That has me wondering: are the padauk samples with white residue mentioned here not properly/fully kiln dried?
I agree, perhaps the wood had too much moisture.
A lot of purchased wood is not dry, either by kiln or air. I almost never turn wet wood.
I've bought a significant amt of wood directly from importers and it is almost always wet. I don't use any kind of kiln or forced drying, just air dry.
I assume all wood is wet until proven otherwise. I have moisture meters but more accurate is checking dryness by weight. I use a sensitive scale that reads in grams. Weigh the blank, write the date and weight on a piece of tape stuck to the side, then weigh again after a month or a few. If the weight decreases, repeat until the decrease levels out or starts going back up (from seasonal humidity changes.)

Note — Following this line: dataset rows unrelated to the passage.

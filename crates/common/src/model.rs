use std::path::Path;

use super::color::Color;
use super::math::*;

#[derive(Debug, thiserror::Error)]
pub enum ModelError {
    #[error("could not load {path}: {source}")]
    Load {
        path: String,
        #[source]
        source: tobj::LoadError,
    },
    #[error("{0} contains no meshes")]
    Empty(String),
}

/// Surface colors read from the model's material library.
#[derive(Debug, Clone, Copy, PartialEq)]
pub struct MaterialData {
    /// RGB specular color; alpha carries the shininess exponent.
    pub specular: Color,
    pub diffuse: Color,
    pub ambient: Color,
}

impl MaterialData {
    fn from_mtl(material: &tobj::Material) -> Self {
        let rgb = |c: Option<[f32; 3]>, alpha: f32| match c {
            Some([r, g, b]) => Color::new(r, g, b, alpha),
            None => Color::new(0.0, 0.0, 0.0, 1.0),
        };

        Self {
            specular: rgb(material.specular, 1.0).with_alpha(material.shininess.unwrap_or(0.0)),
            diffuse: rgb(material.diffuse, material.dissolve.unwrap_or(1.0)),
            ambient: rgb(material.ambient, 1.0),
        }
    }
}

#[derive(Debug, Clone, Default)]
pub struct MeshData {
    pub name: String,
    pub positions: Vec<Vec3>,
    pub normals: Vec<Vec3>,
    pub texcoords: Vec<Vec2>,
    pub indices: Vec<u32>,
    pub material: Option<MaterialData>,
}

impl MeshData {
    pub fn vertex_count(&self) -> usize {
        self.positions.len()
    }

    pub fn triangle_count(&self) -> usize {
        self.indices.len() / 3
    }
}

/// Loads every mesh of an OBJ file, triangulated and with a single index per vertex.
pub fn load_obj(path: impl AsRef<Path>) -> Result<Vec<MeshData>, ModelError> {
    let path = path.as_ref();
    let display = path.display().to_string();

    let (models, materials) =
        tobj::load_obj(path, &tobj::GPU_LOAD_OPTIONS).map_err(|source| ModelError::Load {
            path: display.clone(),
            source,
        })?;

    let materials = materials
        .inspect_err(|e| log::warn!("No usable material library for {display}: {e}"))
        .unwrap_or_default();

    if models.is_empty() {
        return Err(ModelError::Empty(display));
    }

    let meshes = models
        .into_iter()
        .map(|model| {
            let name = if model.name.is_empty() {
                display.clone()
            } else {
                format!("{display}:{}", model.name)
            };

            let mesh = model.mesh;
            let positions: Vec<Vec3> = mesh.positions.chunks_exact(3).map(Vec3::from_slice).collect();

            let normals = if mesh.normals.len() == mesh.positions.len() {
                mesh.normals.chunks_exact(3).map(Vec3::from_slice).collect()
            } else {
                log::debug!("{name} has no normals, generating smooth normals");
                smooth_normals(&positions, &mesh.indices)
            };

            let texcoords = if mesh.texcoords.len() / 2 == positions.len() {
                mesh.texcoords.chunks_exact(2).map(Vec2::from_slice).collect()
            } else {
                vec![Vec2::ZERO; positions.len()]
            };

            let material = mesh
                .material_id
                .and_then(|id| materials.get(id))
                .map(MaterialData::from_mtl);

            MeshData {
                name,
                positions,
                normals,
                texcoords,
                indices: mesh.indices,
                material,
            }
        })
        .collect::<Vec<_>>();

    log::info!(
        "Loaded {display}: {} meshes, {} vertices in the first",
        meshes.len(),
        meshes[0].vertex_count()
    );

    Ok(meshes)
}

/// Area-weighted vertex normals.
pub fn smooth_normals(positions: &[Vec3], indices: &[u32]) -> Vec<Vec3> {
    let mut normals = vec![Vec3::ZERO; positions.len()];
    for triangle in indices.chunks_exact(3) {
        let [a, b, c] = [triangle[0], triangle[1], triangle[2]].map(|i| i as usize);
        let face = (positions[b] - positions[a]).cross(positions[c] - positions[a]);
        normals[a] += face;
        normals[b] += face;
        normals[c] += face;
    }
    normals
        .into_iter()
        .map(|n| n.try_normalize().unwrap_or(Vec3::Y))
        .collect()
}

My shop wood including the storage areas has heat & air so the humidity doesn't change much.
I usually have 100s of blanks of various sizes drying at any one time. I just track a typical blank of a typical size from a batch I've processed and seal on the ends. I track most expensive purchased exotic blanks, especially if not small and if covered with thick paraffin..
Blanks often take a while to dry. 2x2s in many species are pretty quick unless they they were covered by wax paraffin wax when wet. Then they can take a LONG time to dry. It that case, I let the blanks dry a for a few months then scrape off most of the wax with a card scraper and start the weight tracking. Large blanks can take years.
Remember that a 2x2 can air dry MUCH quicker than a larger blank (depending on species and more)
Another very accurate test can be done in a few hours but it does sacrifice a small piece of wood: The oven-dry method. Cut and remove a small sample away from the ends, weight it on a precise scale (I use a scale that measures to 0.01 gram), then heat it in an oven at a specified temperature. When the weight quita changing the sample is totally dry. Use the starting and final weights and a simple formula to calculate the moisture content of the original blank.
Moisture Content (%) = [(Wet weight - Dry weight) / Dry weight] * 100.
If the original blank is "dry", the calculated EMC should be between 9% and 15% depending on the environment in the storage. Area. This is a quick but may need some things: some kind of oven, a thermocouple and reader or good thermomenter to monitor the oven temperature, the precision scale.
I did this test on one piece of a large batch of ebony that was covered with wax. It was dry.
The dealer said he usually waxes all wood as it comes in. Just because.